Scan the entries below. Report each line where the string "None" occurs.

(Records contained in a dataset)
━━━━━━━━━━━━━━━━━━━━━━━━━━━━━━
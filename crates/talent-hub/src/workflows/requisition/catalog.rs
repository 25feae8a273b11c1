use super::domain::{StageType, StepStatus, WorkflowStep};

#[derive(Debug, Clone, Copy, PartialEq, Eq)]
pub struct StepTemplate {
    pub id: &'static str,
    pub title: &'static str,
    pub stage: StageType,
}

/// The fixed approval pipeline installed on every new requisition.
#[derive(Debug)]
pub struct WorkflowStepCatalog {
    steps: [StepTemplate; 4],
}

impl WorkflowStepCatalog {
    pub const fn standard() -> Self {
        Self {
            steps: [
                StepTemplate {
                    id: "step-1",
                    title: StageType::DepartmentRequest.label(),
                    stage: StageType::DepartmentRequest,
                },
                StepTemplate {
                    id: "step-2",
                    title: StageType::HrReview.label(),
                    stage: StageType::HrReview,
                },
                StepTemplate {
                    id: "step-3",
                    title: StageType::BudgetApproval.label(),
                    stage: StageType::BudgetApproval,
                },
                StepTemplate {
                    id: "step-4",
                    title: StageType::FinalApproval.label(),
                    stage: StageType::FinalApproval,
                },
            ],
        }
    }

    pub fn step_templates(&self) -> &[StepTemplate] {
        &self.steps
    }

    pub fn template_for(&self, stage: StageType) -> Option<&StepTemplate> {
        self.steps.iter().find(|template| template.stage == stage)
    }

    /// Fresh step list: the first stage is current, the rest wait.
    pub fn instantiate(&self) -> Vec<WorkflowStep> {
        self.steps
            .iter()
            .enumerate()
            .map(|(index, template)| WorkflowStep {
                id: template.id.to_string(),
                title: template.title.to_string(),
                stage: template.stage,
                status: if index == 0 {
                    StepStatus::Current
                } else {
                    StepStatus::Pending
                },
                reviewer: None,
                reviewed_at: None,
                comments: None,
            })
            .collect()
    }
}

impl Default for WorkflowStepCatalog {
    fn default() -> Self {
        Self::standard()
    }
}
━━━━━━━━━━━━━━━━━━━━━━━━━━━━━━
→ Solution:
                reviewer: None,
                reviewed_at: None,
                comments: None,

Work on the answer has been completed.